** PROBLEM DETAILS **
Restate the data that follows exactly as it stands, beginning with the first line and ending with the line that contains "use std::num::NonZeroU32;".

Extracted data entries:
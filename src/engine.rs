//! Countdown state machine.
//!
//! `CountdownEngine` owns the remaining time and the current [`Phase`]. Every
//! transition is a total function: calls that do not apply to the current
//! phase return `None` and leave the state untouched, so a stray tick or a
//! repeated start can never corrupt the countdown.

use log::debug;
use std::num::NonZeroU32;

use crate::InputValidationError;

pub const SECONDS_PER_MINUTE: u32 = 60;

/// Largest minute count whose seconds still fit in a `u32`.
pub const MAX_MINUTES: u32 = u32::MAX / SECONDS_PER_MINUTE;

#[derive(Debug, Clone, Copy, PartialEq, Eq, Hash)]
pub enum Phase {
    Idle,
    Running,
    Paused,
    Completed,
}

/// Validated duration of a single timer instance.
#[derive(Debug, Clone, Copy, PartialEq, Eq)]
pub struct TimerConfig {
    total_seconds: NonZeroU32,
}

impl TimerConfig {
    pub fn from_minutes(minutes: NonZeroU32) -> Result<Self, InputValidationError> {
        let total = minutes
            .get()
            .checked_mul(SECONDS_PER_MINUTE)
            .ok_or(InputValidationError::OutOfRange(minutes.get() as f64))?;
        // minutes > 0, so the product is non-zero
        let total_seconds =
            NonZeroU32::new(total).ok_or(InputValidationError::NotPositive(minutes.get() as f64))?;
        Ok(Self { total_seconds })
    }

    pub fn total_seconds(&self) -> u32 {
        self.total_seconds.get()
    }

    pub fn minutes(&self) -> u32 {
        self.total_seconds.get() / SECONDS_PER_MINUTE
    }
}

/// Lifecycle and tick signals produced by the engine.
#[derive(Debug, Clone, Copy, PartialEq, Eq)]
pub enum TimerEvent {
    Started,
    Paused,
    Resumed,
    Reset,
    Tick(u32),
    Completed,
}

/// Read-only view of the engine handed to renderers.
#[derive(Debug, Clone, Copy, PartialEq, Eq)]
pub struct TimerSnapshot {
    pub seconds_left: u32,
    pub total_seconds: u32,
    pub phase: Phase,
}

impl TimerSnapshot {
    pub fn initial(config: TimerConfig) -> Self {
        Self {
            seconds_left: config.total_seconds(),
            total_seconds: config.total_seconds(),
            phase: Phase::Idle,
        }
    }

    pub fn display(&self) -> String {
        crate::display::display_string(self.seconds_left)
    }

    pub fn progress(&self) -> f64 {
        crate::display::progress_fraction(self.seconds_left, self.total_seconds)
    }

    pub fn is_urgent(&self) -> bool {
        crate::display::is_urgent(self.seconds_left, self.phase)
    }
}

#[derive(Debug, Clone)]
pub struct CountdownEngine {
    config: TimerConfig,
    seconds_left: u32,
    phase: Phase,
}

impl CountdownEngine {
    pub fn new(config: TimerConfig) -> Self {
        Self {
            config,
            seconds_left: config.total_seconds(),
            phase: Phase::Idle,
        }
    }

    pub fn config(&self) -> TimerConfig {
        self.config
    }

    pub fn phase(&self) -> Phase {
        self.phase
    }

    pub fn seconds_left(&self) -> u32 {
        self.seconds_left
    }

    pub fn total_seconds(&self) -> u32 {
        self.config.total_seconds()
    }

    pub fn is_running(&self) -> bool {
        self.phase == Phase::Running
    }

    pub fn snapshot(&self) -> TimerSnapshot {
        TimerSnapshot {
            seconds_left: self.seconds_left,
            total_seconds: self.total_seconds(),
            phase: self.phase,
        }
    }

    /// Begin counting from Idle, or restart from the top after completion.
    pub fn start(&mut self) -> Option<TimerEvent> {
        match self.phase {
            Phase::Idle => {}
            Phase::Completed => self.seconds_left = self.total_seconds(),
            Phase::Running | Phase::Paused => return None,
        }
        self.transition(Phase::Running);
        Some(TimerEvent::Started)
    }

    pub fn pause(&mut self) -> Option<TimerEvent> {
        if self.phase != Phase::Running {
            return None;
        }
        self.transition(Phase::Paused);
        Some(TimerEvent::Paused)
    }

    pub fn resume(&mut self) -> Option<TimerEvent> {
        if self.phase != Phase::Paused {
            return None;
        }
        self.transition(Phase::Running);
        Some(TimerEvent::Resumed)
    }

    /// Consume one delivered tick. Ticks outside `Running` are ignored.
    pub fn tick(&mut self) -> Option<TimerEvent> {
        if self.phase != Phase::Running {
            return None;
        }
        self.seconds_left = self.seconds_left.saturating_sub(1);
        if self.seconds_left == 0 {
            self.transition(Phase::Completed);
            Some(TimerEvent::Completed)
        } else {
            Some(TimerEvent::Tick(self.seconds_left))
        }
    }

    pub fn reset(&mut self) -> Option<TimerEvent> {
        self.seconds_left = self.total_seconds();
        self.transition(Phase::Idle);
        Some(TimerEvent::Reset)
    }

    /// Single run control: start, pause or resume depending on the phase.
    pub fn toggle(&mut self) -> Option<TimerEvent> {
        match self.phase {
            Phase::Idle | Phase::Completed => self.start(),
            Phase::Running => self.pause(),
            Phase::Paused => self.resume(),
        }
    }

    /// Close the completion notice and re-arm with the full duration.
    pub fn dismiss(&mut self) -> Option<TimerEvent> {
        if self.phase != Phase::Completed {
            return None;
        }
        self.reset()
    }

    fn transition(&mut self, next: Phase) {
        debug!(
            "countdown {:?} -> {:?} ({}s of {}s left)",
            self.phase,
            next,
            self.seconds_left,
            self.total_seconds()
        );
        self.phase = next;
    }
}

#[cfg(test)]
mod tests {
    use super::*;
    use rand::rngs::StdRng;
    use rand::{Rng, SeedableRng};

    fn engine(minutes: u32) -> CountdownEngine {
        let minutes = NonZeroU32::new(minutes).unwrap();
        CountdownEngine::new(TimerConfig::from_minutes(minutes).unwrap())
    }

    fn run_to_completion(e: &mut CountdownEngine) {
        e.start();
        for _ in 0..e.total_seconds() {
            e.tick();
        }
    }

    #[test]
    fn test_construction() {
        for m in [1, 2, 3, 13, 90, 1440] {
            let e = engine(m);
            assert_eq!(e.total_seconds(), 60 * m);
            assert_eq!(e.seconds_left(), 60 * m);
            assert_eq!(e.phase(), Phase::Idle);
        }
    }

    #[test]
    fn test_config_overflow_rejected() {
        let ok = NonZeroU32::new(MAX_MINUTES).unwrap();
        assert!(TimerConfig::from_minutes(ok).is_ok());

        let too_big = NonZeroU32::new(MAX_MINUTES + 1).unwrap();
        assert!(matches!(
            TimerConfig::from_minutes(too_big),
            Err(InputValidationError::OutOfRange(_))
        ));
    }

    #[test]
    fn test_run_to_completion() {
        let mut e = engine(2);
        run_to_completion(&mut e);
        assert_eq!(e.phase(), Phase::Completed);
        assert_eq!(e.seconds_left(), 0);

        // Late ticks after completion change nothing
        assert_eq!(e.tick(), None);
        assert_eq!(e.seconds_left(), 0);
    }

    #[test]
    fn test_tick_events() {
        let mut e = engine(1);
        assert_eq!(e.tick(), None); // Idle ignores ticks
        assert_eq!(e.start(), Some(TimerEvent::Started));
        assert_eq!(e.tick(), Some(TimerEvent::Tick(59)));
        assert_eq!(e.tick(), Some(TimerEvent::Tick(58)));
        for _ in 0..57 {
            e.tick();
        }
        assert_eq!(e.seconds_left(), 1);
        assert_eq!(e.tick(), Some(TimerEvent::Completed));
    }

    #[test]
    fn test_reset_from_every_phase() {
        let mut running = engine(1);
        running.start();
        running.tick();

        let mut paused = running.clone();
        paused.pause();

        let mut completed = engine(1);
        run_to_completion(&mut completed);

        let mut idle = engine(1);

        for e in [&mut running, &mut paused, &mut completed, &mut idle] {
            assert_eq!(e.reset(), Some(TimerEvent::Reset));
            assert_eq!(e.phase(), Phase::Idle);
            assert_eq!(e.seconds_left(), e.total_seconds());
        }
    }

    #[test]
    fn test_toggle_cycle_keeps_time() {
        let mut e = engine(5);
        assert_eq!(e.toggle(), Some(TimerEvent::Started));
        assert_eq!(e.toggle(), Some(TimerEvent::Paused));
        assert_eq!(e.phase(), Phase::Paused);
        assert_eq!(e.seconds_left(), 300);

        assert_eq!(e.toggle(), Some(TimerEvent::Resumed));
        assert_eq!(e.phase(), Phase::Running);
    }

    #[test]
    fn test_paused_ignores_ticks() {
        let mut e = engine(1);
        e.start();
        e.tick();
        e.pause();
        assert_eq!(e.tick(), None);
        assert_eq!(e.seconds_left(), 59);
    }

    #[test]
    fn test_repeated_start_is_noop() {
        let mut e = engine(1);
        e.start();
        e.tick();
        assert_eq!(e.start(), None);
        assert_eq!(e.resume(), None);
        assert_eq!(e.seconds_left(), 59);
        assert_eq!(e.phase(), Phase::Running);
    }

    #[test]
    fn test_start_after_completion_restarts() {
        let mut e = engine(1);
        run_to_completion(&mut e);
        assert_eq!(e.toggle(), Some(TimerEvent::Started));
        assert_eq!(e.phase(), Phase::Running);
        assert_eq!(e.seconds_left(), 60);
    }

    #[test]
    fn test_dismiss() {
        let mut e = engine(1);
        e.start();
        assert_eq!(e.dismiss(), None);
        assert_eq!(e.phase(), Phase::Running);

        for _ in 0..60 {
            e.tick();
        }
        assert_eq!(e.dismiss(), Some(TimerEvent::Reset));
        assert_eq!(e.phase(), Phase::Idle);
        assert_eq!(e.seconds_left(), 60);
    }

    #[test]
    fn test_invariants_over_random_sequences() {
        let mut rng = StdRng::seed_from_u64(0x6b69_7463);
        for _ in 0..200 {
            let minutes = rng.random_range(1..=3);
            let mut e = engine(minutes);
            for _ in 0..1_000 {
                match rng.random_range(0..8) {
                    0 => e.start(),
                    1 => e.pause(),
                    2 => e.resume(),
                    3 => e.reset(),
                    4 => e.toggle(),
                    5 => e.dismiss(),
                    _ => e.tick(),
                };
                assert!(e.seconds_left() <= e.total_seconds());
                assert_eq!(e.total_seconds(), minutes * 60);
                assert_eq!(e.phase() == Phase::Completed, e.seconds_left() == 0);
            }
        }
    }
}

** RESPONSE TO THE TASK **
filename src/engine.rs
//! Countdown state machine.
//!
//! `CountdownEngine` owns the remaining time and the current [`Phase`]. Every
//! transition is a total function: calls that do not apply to the current
//! phase return `None` and leave the state untouched, so a stray tick or a
//! repeated start can never corrupt the countdown.

use log::debug;
use std::num::NonZeroU32;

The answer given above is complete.